Mildred Eunice Haun
Author of stories of mountain life, Mildred E. Haun was born in Hamblen County, on January 6, 1911, to James Enzor and Margaret Ellen Haun, but was raised in Haun Hollow in the Hoot Owl District of Cocke County in a large family of strong, independent mountain farmers whose roots could be traced back to 1779. Planning to become a granny woman/midwife and needing more education, sixteen-year-old Haun traveled to Franklin County to live with relatives and attend high school. After graduation in 1931 she attended Vanderbilt University, became interested in literature, and enrolled in John Crowe Ransom's writing course. In this class she used the songs and stories handed down through oral tradition in tales of her home and people. Haun's narrator was Mary Dorthula White, a granny woman born, coincidentally, on January 6, 1847 (Old Christmas), a date that mountaineers believed ensured eternal life. Encouraged by Ransom, Haun continued to write stories after graduation while teaching high school in Franklin. In 1937 she completed an M.A. in English at Vanderbilt, studying under Ransom and Donald Davidson, both of whom signed her unpublished thesis, “Cocke County Ballads and Songs.”
The only collection of fiction published by Haun, The Hawk's Done Gone (1940), includes several of the stories she had written in college. This work consists of a group of stories linked by the narrator Mary Dorthula White and members of several families.

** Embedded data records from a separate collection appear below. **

//! Visit assignment for newly created encounters.
//!
//! Before a new encounter is stored, the active [`EncounterVisitHandler`]
//! gets a chance to attach it to a visit:
//!
//! - `none`: leave the encounter alone
//! - `existing`: attach to a visit of the patient that covers the encounter
//! - `existing-or-new`: as `existing`, otherwise create a visit that ends at
//!   the last moment of the encounter's day

use std::collections::HashMap;
use std::sync::Arc;

use async_trait::async_trait;
use medrec_config::names::GP_VISIT_ASSIGNMENT_HANDLER;
use medrec_config::{GlobalProperties, GlobalPropertyListener};
use medrec_core::{Encounter, Visit, last_moment_of_day};
use time::UtcOffset;
use tracing::debug;

use crate::cache::EncounterVisitMappingCache;
use crate::directory::VisitTypeDirectory;
use crate::store::VisitStore;
use crate::{ServiceError, ServiceResult};

pub const NO_VISIT_HANDLER: &str = "none";
pub const EXISTING_VISIT_HANDLER: &str = "existing";
pub const EXISTING_OR_NEW_VISIT_HANDLER: &str = "existing-or-new";

#[async_trait]
pub trait EncounterVisitHandler: Send + Sync {
    /// Name used to select this handler.
    fn name(&self) -> &'static str;

    fn display_name(&self) -> &'static str;

    /// Called for encounters that have not been stored yet.
    async fn before_create_encounter(&self, encounter: &mut Encounter) -> ServiceResult<()>;
}

/// Never assigns a visit.
#[derive(Debug, Default, Clone, Copy)]
pub struct NoVisitAssignmentHandler;

#[async_trait]
impl EncounterVisitHandler for NoVisitAssignmentHandler {
    fn name(&self) -> &'static str {
        NO_VISIT_HANDLER
    }

    fn display_name(&self) -> &'static str {
        "Do not assign encounters to visits"
    }

    async fn before_create_encounter(&self, _encounter: &mut Encounter) -> ServiceResult<()> {
        Ok(())
    }
}

/// Attaches the encounter to one of the patient's visits whose interval
/// contains the encounter datetime and whose location is unset or matches.
pub struct ExistingVisitAssignmentHandler {
    visits: Arc<dyn VisitStore>,
}

impl ExistingVisitAssignmentHandler {
    pub fn new(visits: Arc<dyn VisitStore>) -> Self {
        Self { visits }
    }

    async fn find_existing(&self, encounter: &Encounter) -> ServiceResult<Option<Visit>> {
        let visits = self
            .visits
            .visits_for_patient(encounter.patient.patient_id)
            .await?;
        Ok(visits.into_iter().find(|visit| {
            visit.contains(encounter.encounter_datetime)
                && match (&visit.location, &encounter.location) {
                    (None, _) => true,
                    (Some(visit_location), Some(encounter_location)) => {
                        visit_location.location_id == encounter_location.location_id
                    }
                    (Some(_), None) => false,
                }
        }))
    }
}

#[async_trait]
impl EncounterVisitHandler for ExistingVisitAssignmentHandler {
    fn name(&self) -> &'static str {
        EXISTING_VISIT_HANDLER
    }

    fn display_name(&self) -> &'static str {
        "Assign encounters to an existing visit"
    }

    async fn before_create_encounter(&self, encounter: &mut Encounter) -> ServiceResult<()> {
        if encounter.has_visit() {
            return Ok(());
        }
        if let Some(visit) = self.find_existing(encounter).await? {
            debug!(visit = %visit.uuid, encounter = %encounter.uuid, "Assigned encounter to existing visit");
            encounter.attach_visit(visit);
        }
        Ok(())
    }
}

/// Attaches to an existing visit if one matches, otherwise creates a new
/// visit typed by the encounter type mapping.
///
/// The mapping cache is created here and registered with the global
/// properties so mapping changes invalidate it. Dropping the handler
/// unregisters the cache.
pub struct ExistingOrNewVisitAssignmentHandler {
    existing: ExistingVisitAssignmentHandler,
    cache: Arc<EncounterVisitMappingCache>,
    properties: Arc<GlobalProperties>,
    offset: UtcOffset,
}

impl ExistingOrNewVisitAssignmentHandler {
    pub fn new(
        visits: Arc<dyn VisitStore>,
        visit_types: Arc<dyn VisitTypeDirectory>,
        properties: Arc<GlobalProperties>,
        offset: UtcOffset,
    ) -> Self {
        let cache = Arc::new(EncounterVisitMappingCache::new(
            properties.clone(),
            visit_types,
        ));
        properties.add_listener(cache.clone());
        Self {
            existing: ExistingVisitAssignmentHandler::new(visits),
            cache,
            properties,
            offset,
        }
    }

    pub fn cache(&self) -> &Arc<EncounterVisitMappingCache> {
        &self.cache
    }
}

impl Drop for ExistingOrNewVisitAssignmentHandler {
    fn drop(&mut self) {
        let listener: Arc<dyn GlobalPropertyListener> = self.cache.clone();
        self.properties.remove_listener(&listener);
    }
}

#[async_trait]
impl EncounterVisitHandler for ExistingOrNewVisitAssignmentHandler {
    fn name(&self) -> &'static str {
        EXISTING_OR_NEW_VISIT_HANDLER
    }

    fn display_name(&self) -> &'static str {
        "Assign encounters to an existing visit or create a new one"
    }

    async fn before_create_encounter(&self, encounter: &mut Encounter) -> ServiceResult<()> {
        self.existing.before_create_encounter(encounter).await?;
        if encounter.has_visit() {
            return Ok(());
        }

        let visit_type = self.cache.get(&encounter.encounter_type).await?;
        let visit = Visit::new(
            encounter.patient.clone(),
            visit_type,
            encounter.encounter_datetime,
        )
        .with_location(encounter.location.clone())
        .with_stop_datetime(last_moment_of_day(encounter.encounter_datetime, self.offset));

        debug!(
            visit_type = %visit.visit_type.name,
            encounter = %encounter.uuid,
            "Created new visit for encounter"
        );
        encounter.attach_visit(visit);
        Ok(())
    }
}

/// Registered handlers, selected by the `visits.assignmentHandler` global
/// property with a configured fallback name.
pub struct VisitAssignmentHandlers {
    handlers: HashMap<&'static str, Arc<dyn EncounterVisitHandler>>,
    default_handler: String,
    properties: Arc<GlobalProperties>,
}

impl VisitAssignmentHandlers {
    pub fn new(properties: Arc<GlobalProperties>, default_handler: impl Into<String>) -> Self {
        Self {
            handlers: HashMap::new(),
            default_handler: default_handler.into(),
            properties,
        }
    }

    pub fn register(&mut self, handler: Arc<dyn EncounterVisitHandler>) {
        self.handlers.insert(handler.name(), handler);
    }

    pub fn get(&self, name: &str) -> Option<Arc<dyn EncounterVisitHandler>> {
        self.handlers.get(name).cloned()
    }

    /// Registered handler names, sorted.
    pub fn names(&self) -> Vec<&'static str> {
        let mut names: Vec<_> = self.handlers.keys().copied().collect();
        names.sort_unstable();
        names
    }

    /// The handler currently selected.
    pub async fn active(&self) -> ServiceResult<Arc<dyn EncounterVisitHandler>> {
        let name = self
            .properties
            .get_value(GP_VISIT_ASSIGNMENT_HANDLER, &self.default_handler)
            .await?;
        let name = name.trim();
        self.get(name)
            .ok_or_else(|| ServiceError::unknown_handler(name))
    }
}
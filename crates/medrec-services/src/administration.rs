//! Guarded access to global properties.

use std::sync::Arc;

use medrec_auth::privileges::{MANAGE_GLOBAL_PROPERTIES, VIEW_GLOBAL_PROPERTIES};
use medrec_auth::{AuthorizationGate, Invocation, OperationDescriptor, OperationProvider, UserContext};
use medrec_config::{GlobalProperties, GlobalProperty};

use crate::ServiceResult;

pub mod operations {
    pub const GET: &str = "global_property.get";
    pub const LIST: &str = "global_property.list";
    pub const SAVE: &str = "global_property.save";
    pub const PURGE: &str = "global_property.purge";
}

const SERVICE: &str = "AdministrationService";

pub struct AdministrationService {
    gate: Arc<AuthorizationGate>,
    properties: Arc<GlobalProperties>,
}

impl AdministrationService {
    pub fn new(gate: Arc<AuthorizationGate>, properties: Arc<GlobalProperties>) -> Self {
        Self { gate, properties }
    }

    pub async fn get_global_property(
        &self,
        ctx: &UserContext,
        property: &str,
    ) -> ServiceResult<Option<GlobalProperty>> {
        self.gate.before(ctx, &Invocation::new(SERVICE, operations::GET))?;
        Ok(self.properties.get(property).await?)
    }

    pub async fn get_global_property_value(
        &self,
        ctx: &UserContext,
        property: &str,
        default: &str,
    ) -> ServiceResult<String> {
        self.gate.before(ctx, &Invocation::new(SERVICE, operations::GET))?;
        Ok(self.properties.get_value(property, default).await?)
    }

    pub async fn all_global_properties(
        &self,
        ctx: &UserContext,
    ) -> ServiceResult<Vec<GlobalProperty>> {
        self.gate.before(ctx, &Invocation::new(SERVICE, operations::LIST))?;
        Ok(self.properties.all().await?)
    }

    pub async fn save_global_property(
        &self,
        ctx: &UserContext,
        property: GlobalProperty,
    ) -> ServiceResult<GlobalProperty> {
        self.gate.before(ctx, &Invocation::new(SERVICE, operations::SAVE))?;
        Ok(self.properties.save(property).await?)
    }

    pub async fn set_global_property_value(
        &self,
        ctx: &UserContext,
        property: &str,
        value: &str,
    ) -> ServiceResult<GlobalProperty> {
        self.gate.before(ctx, &Invocation::new(SERVICE, operations::SAVE))?;
        Ok(self.properties.set_value(property, value).await?)
    }

    /// Delete a property. Returns `true` if it existed.
    pub async fn purge_global_property(
        &self,
        ctx: &UserContext,
        property: &str,
    ) -> ServiceResult<bool> {
        self.gate.before(ctx, &Invocation::new(SERVICE, operations::PURGE))?;
        Ok(self.properties.purge(property).await?)
    }
}

pub struct AdministrationOperations;

impl OperationProvider for AdministrationOperations {
    fn operations(&self) -> Vec<OperationDescriptor> {
        vec![
            OperationDescriptor::any_of(operations::GET, [VIEW_GLOBAL_PROPERTIES]),
            OperationDescriptor::any_of(operations::LIST, [VIEW_GLOBAL_PROPERTIES]),
            OperationDescriptor::any_of(operations::SAVE, [MANAGE_GLOBAL_PROPERTIES]),
            OperationDescriptor::any_of(operations::PURGE, [MANAGE_GLOBAL_PROPERTIES]),
        ]
        .into_iter()
        .map(|op| op.with_module(self.module_id()))
        .collect()
    }

    fn module_id(&self) -> &str {
        "administration"
    }
}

It combines modern realism with ancient beliefs and superstitions, creating a disturbing, yet intriguing look at mountain life in the period from the Civil War to 1940. The themes of witchcraft, infanticide, incest, and miscegenation reveal a dark side of the author. But amid the talk of spirits and age-old prejudices is Haun's use of dialect, mountain beliefs, and songs. The collection is not quite a novel, but more than a series of stories. Herschel Gower edited and published posthumously ten additional stories by Haun in 1968 (The Hawk's Done Gone and Other Stories).
From 1942 to 1943 Haun served as book editor for the Nashville Tennessean and later as an editorial assistant to Allen Tate on the Sewanee Review, 1944-46, occasionally returning to Cocke County to care for her aging mother while her brothers were in military service during World War II. From 1950 to 1963 Haun worked as an editor and information specialist for the Arnold Engineering Development Center in Tullahoma, writing speeches, news releases, correspondence courses in engineering and technical subjects for military personnel, training manuals, and featured articles of the Department of Agriculture. She was sent to Europe and the Near East in 1965 to report on agricultural projects under American foreign aid. At the end of 1965, a serious illness forced her to return to Nashville for hospitalization and treatment. Haun died on December 20, 1966, in Washington, D.C., after months of hospitalization, and is buried in Morristown, next to her mother in the Haun family plot.